What is the justification given by mathematicians that the notion of validity as used in mathematical logic would be correct of logic as an objective performance of humans and a capacity of the human mind?
As I said repeatedly, mathematicians in general do not make claims about that. They do mathematics. And those who argue for the definition of validity that you target also do not make claims in general about whether this matches a human capacity (it does, but not what they claim).
???
George Boole: The Laws of Thought.
Frege: He hoped to develop of method of logic that would make the proof of theorems more rigorous. Obviously, this is about how mathematicians prove their theorems, but there's no reason to believe that, at the time, mathematicians themselves, as in the case of Boole himself, didn't think of the logic of mathematicians as the logic of human beings in general. This is also apparent in the fact that mathematicians presented mathematical logic as being fully in line with Aristotle's logic (although, in fact, it is contradictory to it, but never mind).
So, I don't think it would be correct at all to say that mathematicians don't present mathematical logic as if it was essentially the same as human logic. Many textbook start with Aristotle's syllogistic or some simplified presentation of it.

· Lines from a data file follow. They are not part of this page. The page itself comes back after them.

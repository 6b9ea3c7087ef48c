//! Track refinement: raw samples → clean polyline with shared nodes.
//!
//! Five steps: RDP simplify → crossings → point-to-line touches →
//! proximity merge → repeat collapse.

mod crossings;
mod graph;
mod merge;
mod simplify;

pub use crossings::add_crossings;
pub use merge::{add_vertex_to_line_merge_points, merge_nearby, remove_repetitive_points};
pub use simplify::simplify;

use log::debug;

use crate::config::TrackConfig;
use crate::track::{SampleArena, SampleId, Track};

/// Run every refinement step on one track.
pub fn refine_track(arena: &mut SampleArena, track: &[SampleId], config: &TrackConfig) -> Track {
    let raw = track.len();
    let result = simplify(arena, track, config.simplify_threshold);
    let simplified = result.len();
    let result = add_crossings(arena, &result);
    let crossed = result.len();
    let result = add_vertex_to_line_merge_points(arena, &result, config.merge_threshold);
    let result = merge_nearby(arena, &result, config.merge_threshold);
    let result = remove_repetitive_points(&result);
    debug!(
        "refine: {} raw \u{2192} {} simplified \u{2192} {} with crossings \u{2192} {} merged",
        raw,
        simplified,
        crossed,
        result.len()
    );
    result
}
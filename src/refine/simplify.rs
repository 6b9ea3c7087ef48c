//! RDP polyline simplification over sample ids.

use crate::geom::point_to_line_dist;
use crate::track::{SampleArena, SampleId, Track};

/// Reduce a dense track to the samples needed to stay within `threshold`
/// of the original.
///
/// Returns a copy when `threshold <= 0` or there are at most two samples.
pub fn simplify(arena: &SampleArena, track: &[SampleId], threshold: f64) -> Track {
    if threshold <= 0.0 || track.len() <= 2 {
        return track.to_vec();
    }
    let mut keep = vec![track[0]];
    split(arena, track, 0, track.len() - 1, threshold, &mut keep);
    keep
}

/// Append everything after `start` up to and including `end`.
fn split(
    arena: &SampleArena,
    track: &[SampleId],
    start: usize,
    end: usize,
    threshold: f64,
    out: &mut Track,
) {
    let a = arena.position(track[start]);
    let b = arena.position(track[end]);

    // Strict `>` keeps the lowest index on ties.
    let mut max_d = threshold;
    let mut max_i = None;
    for i in start + 1..end {
        let d = point_to_line_dist(arena.position(track[i]), a, b);
        if d > max_d {
            max_d = d;
            max_i = Some(i);
        }
    }

    match max_i {
        Some(i) => {
            split(arena, track, start, i, threshold, out);
            split(arena, track, i, end, threshold, out);
        }
        None => out.push(track[end]),
    }
}
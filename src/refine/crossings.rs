//! Self-intersection augmentation.
//!
//! Where the stroke crosses itself a node must exist on both strands.
//! One new sample is created per crossing and inserted into both
//! segments, so the crossing shows up later as a revisited id.

use log::trace;

use crate::geom::{segment_crossing, sort_along_segment};
use crate::track::{Sample, SampleArena, SampleId, Track};

/// Insert a shared sample at every crossing of two non-adjacent segments.
pub fn add_crossings(arena: &mut SampleArena, track: &[SampleId]) -> Track {
    let n = track.len();
    if n < 4 {
        return track.to_vec();
    }
    let segments = n - 1;
    let mut pending: Vec<Vec<SampleId>> = vec![Vec::new(); segments];

    for i in 0..segments {
        let a1 = arena.position(track[i]);
        let a2 = arena.position(track[i + 1]);
        for j in i + 2..segments {
            let b1 = arena.position(track[j]);
            let b2 = arena.position(track[j + 1]);
            if let Some(p) = segment_crossing(a1, a2, b1, b2) {
                let id = arena.push(Sample::new(p.x, p.y));
                trace!("crossing {} between segments {} and {}", id, i, j);
                pending[i].push(id);
                pending[j].push(id);
            }
        }
    }

    splice_pending(arena, track, pending)
}

/// Rebuild a track with pending points inserted into each segment,
/// ordered along the segment's direction.
pub(crate) fn splice_pending(
    arena: &SampleArena,
    track: &[SampleId],
    mut pending: Vec<Vec<SampleId>>,
) -> Track {
    let extra: usize = pending.iter().map(Vec::len).sum();
    if extra == 0 {
        return track.to_vec();
    }
    let mut out = Vec::with_capacity(track.len() + extra);
    for (i, inserted) in pending.iter_mut().enumerate() {
        out.push(track[i]);
        if !inserted.is_empty() {
            let start = arena.position(track[i]);
            let end = arena.position(track[i + 1]);
            sort_along_segment(inserted, start, end, |&id| arena.position(id));
            out.extend(inserted.iter().copied());
        }
    }
    out.push(track[track.len() - 1]);
    out
}
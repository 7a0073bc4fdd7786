//! reqpacer-core: scheduling and aggregation engine for rate-controlled
//! request production
//!
//! This crate provides the engine that drives a load-generation run:
//!
//! - The [`Producer`] capability trait (one unit of work, success/failure)
//! - Run configuration ([`ScheduleConfig`], [`RunContext`])
//! - The [`Scheduler`]: periodic tick dispatch, batch fan-out, serialized
//!   result aggregation, and deterministic termination
//! - The final [`Report`] handed back to the caller

#![warn(missing_docs)]
#![warn(clippy::all)]

pub mod config;
pub mod context;
pub mod error;
pub mod report;
pub mod scheduler;
pub mod traits;

pub use config::{ConfigError, ScheduleConfig, TimeUnit};
pub use context::{RunContext, RunContextBuilder};
pub use error::{Error, Result};
pub use report::Report;
pub use scheduler::{batch_size, Completion, Scheduler};
pub use traits::{ProduceError, Producer};
//! The run report
//!
//! One report belongs to exactly one run. Only the aggregation step of that
//! run mutates it; once the run's completion signal fires the caller receives
//! a read-only snapshot.

use serde::Serialize;

/// Accumulated result of one run
#[derive(Debug, Default, Clone, PartialEq, Eq, Serialize)]
pub struct Report {
    total_count: u64,
}

impl Report {
    /// Create an empty report
    pub fn new() -> Self {
        Self::default()
    }

    /// Total successful invocations so far (monotonically non-decreasing)
    pub fn total_count(&self) -> u64 {
        self.total_count
    }

    /// Add a batch's contribution to the total
    pub fn update_total_count(&mut self, count: u64) {
        self.total_count += count;
    }
}

#[cfg(test)]
mod tests {
    use super::*;

    #[test]
    fn test_report_starts_at_zero() {
        assert_eq!(Report::new().total_count(), 0);
    }

    #[test]
    fn test_report_accumulates() {
        let mut report = Report::new();
        report.update_total_count(3);
        report.update_total_count(0);
        report.update_total_count(4);
        assert_eq!(report.total_count(), 7);
    }

    #[test]
    fn test_report_serialization() {
        let mut report = Report::new();
        report.update_total_count(23);
        let json = serde_json::to_string(&report).unwrap();
        assert_eq!(json, r#"{"total_count":23}"#);
    }
}
//! Batch-size policy
//!
//! Pure computation, evaluated once per run (not per tick).

use crate::config::ScheduleConfig;
use crate::context::RunContext;

/// Number of work-units to dispatch per tick
///
/// If the caller's send period is strictly shorter than the schedule tick
/// period, the caller wants to push more than one unit per tick to hit its
/// target inside its own period: `ceil(total_count / send_period)`. Otherwise
/// one unit per tick. Always at least 1.
///
/// Periods are compared as raw values; both are expressed in the same unit
/// domain as the schedule.
pub fn batch_size(context: &RunContext, schedule: &ScheduleConfig) -> u64 {
    if context.send_period() < schedule.period {
        // send_period is guaranteed positive by RunContextBuilder
        context
            .total_count()
            .div_ceil(context.send_period())
            .max(1)
    } else {
        1
    }
}
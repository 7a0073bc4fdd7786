//! CLI argument parsing and command dispatch

use clap::{Parser, Subcommand};

#[derive(Parser)]
#[command(name = "reqpacer")]
#[command(author, version, about, long_about = None)]
pub struct Cli {
    /// Enable verbose output
    #[arg(short, long, global = true)]
    pub verbose: bool,

    #[command(subcommand)]
    pub command: Commands,
}

#[derive(Subcommand)]
pub enum Commands {
    /// Execute a producer run
    Run {
        /// Path to settings file
        #[arg(short, long)]
        config: String,
    },
    /// Validate a settings file
    Validate {
        /// Path to settings file
        #[arg(short, long)]
        config: String,
    },
}
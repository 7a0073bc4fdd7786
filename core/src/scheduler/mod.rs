//! The scheduling and aggregation engine
//!
//! The [`Scheduler`] owns the run lifecycle: it computes the batch size once,
//! drives a periodic tick loop, fans each tick out into concurrent producer
//! invocations, serializes result aggregation behind a per-run lock, and
//! resolves a one-shot [`Completion`] signal exactly once when the target
//! count is reached.
//!
//! One run moves through `Idle -> Ticking -> Draining -> Completed`: the tick
//! loop stops the instant the threshold is crossed, batches already in flight
//! drain through aggregation harmlessly, and the caller's `produce` call
//! resolves with the final report.

mod batch;
mod completion;
mod executor;

pub use batch::batch_size;
pub use completion::Completion;
pub use executor::Scheduler;
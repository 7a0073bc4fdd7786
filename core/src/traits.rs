//! The work-unit capability trait
//!
//! The trait is defined in core so the engine never depends on a concrete
//! producer; implementations live with the caller.

use async_trait::async_trait;
use std::time::Duration;

/// A capability that performs one unit of work and reports success
///
/// The engine only calls `produce`; it never mutates or destroys the
/// capability. Implementations must be safe for concurrent invocation,
/// since batch sizes greater than one dispatch invocations in parallel.
#[async_trait]
pub trait Producer: Send + Sync {
    /// Producer identifier, used in logs
    fn name(&self) -> &str;

    /// Perform one unit of work
    ///
    /// `Ok(true)` counts as a success toward the target, `Ok(false)` is a
    /// miss, and `Err` is recovered by the engine as a miss (logged, never
    /// retried, never propagated into aggregation).
    async fn produce(&self) -> Result<bool, ProduceError>;
}

/// Failures a producer may surface instead of a success indicator
#[derive(Debug, thiserror::Error)]
pub enum ProduceError {
    /// Sending the request failed
    #[error("send failed: {0}")]
    Send(String),

    /// The unit of work did not complete in time
    #[error("timed out after {0:?}")]
    Timeout(Duration),

    /// IO error
    #[error("IO error: {0}")]
    Io(#[from] std::io::Error),
}
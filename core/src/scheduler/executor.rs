//! Scheduler execution logic

use std::sync::Arc;
use std::time::{Duration, Instant};

use futures::future::join_all;
use tokio::sync::{watch, Mutex};
use tokio::time::MissedTickBehavior;

use crate::config::ScheduleConfig;
use crate::context::RunContext;
use crate::error::{Error, Result};
use crate::report::Report;
use crate::traits::Producer;

use super::batch::batch_size;
use super::completion::Completion;

/// The scheduling and aggregation engine
///
/// Holds the process-wide schedule configuration. Each `produce` call is an
/// independent run: concurrent runs share nothing but the tokio runtime.
#[derive(Debug, Clone)]
pub struct Scheduler {
    schedule: ScheduleConfig,
}

impl Scheduler {
    /// Create a scheduler from a validated schedule configuration
    pub fn new(schedule: ScheduleConfig) -> Result<Self> {
        schedule.validate()?;
        Ok(Self { schedule })
    }

    /// The configured schedule
    pub fn schedule(&self) -> &ScheduleConfig {
        &self.schedule
    }

    /// Run to completion: tick at the configured period, dispatch batches,
    /// and resolve once the target count of successes has accumulated
    ///
    /// Blocks the calling task until the run's completion signal fires, then
    /// returns the final report. The periodic timer is released before this
    /// returns; invocations still in flight drain without affecting the
    /// returned report.
    pub async fn produce(&self, context: RunContext) -> Result<Report> {
        let start = Instant::now();
        let batch_size = batch_size(&context, &self.schedule);
        let target = context.total_count();

        tracing::info!(
            producer = context.producer().name(),
            total_count = target,
            batch_size,
            period = self.schedule.period,
            unit = %self.schedule.unit,
            "starting producer run"
        );

        if target == 0 {
            // Target already met; no timer is ever started.
            tracing::info!("target count is zero, nothing to produce");
            return Ok(Report::new());
        }

        let run = Run {
            producer: Arc::clone(context.producer()),
            batch_size,
            target,
            report: Arc::new(Mutex::new(Report::new())),
            completion: Completion::new(),
        };

        // The sender side lives in this future: if the caller drops the
        // `produce` call, the tick loop observes the closed channel and
        // releases the timer instead of ticking forever.
        let (_cancel_tx, cancel_rx) = watch::channel(());
        let ticker = tokio::spawn(tick_loop(
            run.clone(),
            self.schedule.tick_period(),
            cancel_rx,
        ));

        let total = run.completion.wait().await;

        // The tick loop exits on its own once the completion resolves; joining
        // it here releases the timer unconditionally before we hand back the
        // report.
        ticker
            .await
            .map_err(|e| Error::Scheduler(format!("tick loop failed: {e}")))?;

        let report = run.report.lock().await.clone();
        tracing::info!(total, elapsed = ?start.elapsed(), "producer run complete");
        Ok(report)
    }
}

/// Per-run state shared between the tick loop and its batch tasks
///
/// The report, completion signal, and aggregation lock are private to one
/// run; nothing here is shared across runs.
#[derive(Clone)]
struct Run {
    producer: Arc<dyn Producer>,
    batch_size: u64,
    target: u64,
    report: Arc<Mutex<Report>>,
    completion: Completion,
}

/// Periodic dispatch loop for one run
///
/// Fires immediately, then every `period`. Each tick spawns its batch as an
/// independent task, so a slow batch never delays the next tick. The loop
/// observes the completion signal before every tick and stops dispatching the
/// instant it resolves.
async fn tick_loop(run: Run, period: Duration, mut cancel: watch::Receiver<()>) {
    let mut interval = tokio::time::interval(period);
    // Fixed-rate semantics: missed ticks burst to catch up, holding the
    // long-term cadence rather than shifting every subsequent tick.
    interval.set_missed_tick_behavior(MissedTickBehavior::Burst);

    loop {
        tokio::select! {
            biased;

            _ = run.completion.wait() => {
                tracing::debug!("completion resolved, stopping tick loop");
                break;
            }

            res = cancel.changed() => {
                // Err: the owning `produce` call was dropped by its caller.
                if res.is_err() {
                    tracing::debug!("run aborted by caller, stopping tick loop");
                    break;
                }
            }

            _ = interval.tick() => {
                tokio::spawn(run_batch(run.clone()));
            }
        }
    }
}

/// Dispatch one tick's batch and fold its results into the report
///
/// Aggregation runs under the per-run lock: concurrent batches apply their
/// contributions one at a time, and the threshold check happens under the
/// same lock so the completion signal is fulfilled by exactly one batch.
async fn run_batch(run: Run) {
    let batch_start = Instant::now();

    let delivered = if run.batch_size > 1 {
        let mut invocations = Vec::with_capacity(run.batch_size as usize);
        for _ in 0..run.batch_size {
            invocations.push(tokio::spawn(invoke_one(Arc::clone(&run.producer))));
        }

        let mut delivered = 0u64;
        for joined in join_all(invocations).await {
            match joined {
                Ok(count) => delivered += count,
                Err(e) => {
                    // A panicked invocation counts as a miss, same as Err.
                    tracing::error!(error = %e, "producer invocation task panicked");
                }
            }
        }
        delivered
    } else {
        invoke_one(Arc::clone(&run.producer)).await
    };

    let mut report = run.report.lock().await;
    // Clamp to the remainder so the final total lands exactly on the target
    // even when the last batch delivers more successes than still needed.
    let applied = delivered.min(run.target.saturating_sub(report.total_count()));
    report.update_total_count(applied);
    let total = report.total_count();

    tracing::debug!(
        delivered,
        applied,
        total,
        elapsed = ?batch_start.elapsed(),
        "batch aggregated"
    );

    if total >= run.target && run.completion.fulfill(total) {
        tracing::debug!(total, "target count reached");
    }
}

/// Invoke the producer once and convert the outcome to a success count
///
/// A fault from the capability is recovered as a miss and surfaced through
/// the log, never through aggregation.
async fn invoke_one(producer: Arc<dyn Producer>) -> u64 {
    match producer.produce().await {
        Ok(true) => 1,
        Ok(false) => 0,
        Err(e) => {
            tracing::warn!(
                producer = producer.name(),
                error = %e,
                "producer invocation failed"
            );
            0
        }
    }
}
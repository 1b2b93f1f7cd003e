// SPDX-License-Identifier: AGPL-3.0-or-later
// Copyright (c) 2025 ReifyDB

use std::fmt::{self, Display, Formatter};

use serde::{Deserialize, Serialize};

/// Identifier of a column family (an independently ordered partition of the
/// key-value store).
pub type CfId = u32;

/// Global index identity: the column family an index lives in plus its index
/// number. Index numbers are assigned from a persisted high-water mark and are
/// never reused.
#[derive(Debug, Clone, Copy, PartialEq, Eq, Hash, PartialOrd, Ord, Serialize, Deserialize)]
pub struct IndexId {
	pub cf_id: CfId,
	pub index_id: u32,
}

impl IndexId {
	pub const fn new(cf_id: CfId, index_id: u32) -> Self {
		Self {
			cf_id,
			index_id,
		}
	}

	/// Serialized form `[cf_id:4][index_id:4]`, big-endian.
	pub fn to_bytes(&self) -> [u8; 8] {
		let mut out = [0u8; 8];
		out[..4].copy_from_slice(&self.cf_id.to_be_bytes());
		out[4..].copy_from_slice(&self.index_id.to_be_bytes());
		out
	}

	pub fn from_bytes(bytes: &[u8]) -> Option<Self> {
		if bytes.len() != 8 {
			return None;
		}
		Some(Self {
			cf_id: u32::from_be_bytes([bytes[0], bytes[1], bytes[2], bytes[3]]),
			index_id: u32::from_be_bytes([bytes[4], bytes[5], bytes[6], bytes[7]]),
		})
	}
}

impl Display for IndexId {
	fn fmt(&self, f: &mut Formatter<'_>) -> fmt::Result {
		write!(f, "({},{})", self.cf_id, self.index_id)
	}
}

And I had several debates with mathematicians who insisted, against my suggestion, that mathematical logic what not contradictory to Aristotelian logic.
Also, mathematicians will usually explain the discrepancies between mathematical logic and human logic by arguing that the if-then linguistic conditional is a mixture of deductive and non-deductive inferences. This is true as to actual practice, but it is also true that it is perfectly possible for each of us to use the conditional in a strictly deductive way. Yet, even then, with this deductive subset of all uses of the conditional, mathematical logic still disagrees on some cases with the way we ordinarily use the conditional. Whatever the case, though, it is therefore apparent that mathematicians, through their discussion of the conditional, effectively argue that mathematical logic is in fact correct of human deductive logic. The discrepancies with the conditional are presented as a "defect" of the conditional, presentation which then allows mathematicians to ignore the many other cases where mathematical logic disagrees with human deductive logic. The fact that they try to hide this problem shows they are trying to present mathematical logic as correct of human logic.
There's also the names given by mathematicians to there pet method of logic. The name of intuitionistic logic certainly doesn't suggest a logic which would be somehow different from human logic, on the contrary (although, some axioms of intuitionist logic are obviously false, but apparently, they don't realise that, so much for intuition). Also, the name of the natural deduction method (Gentzen) directly suggests it is closer to, well, the natural way people argue logically. It is indeed an historial fact that Getzen himself wanted to do just that, against the more formalistic, "axiomatic", methods, in particular that of Hilbert.
And there is the name "logic" to begin with. The term "mathematical logic" only appeared as the mathematical methods of logic were becoming more formal and contrived, for example with various axiomatisations and the work on 2nd order logic.Why did they call it "logic" if they thought if was not logic?
Also, mathematicians argue among themselves which is the correct method, sometimes using ad hominem comments on the opposite side. Correct of what if not of human logic?! If you don't insist on being correct of human logic, then no method is correct because they are all arbitrary. But in this case, why do different mathematicians even argue that it is their method which is correct?
And then, read logic textbooks and find me a quote that supports your claim. A quote saying explicitly that mathematical logic doesn't try to be correct of human logic.
Mathematicians in actual fact behave in every way as if the believed mathematical logic was correct of human logic. They sure can't prove it, though, which explain why there's no justification available despite the fact that they think it is correct of human logic.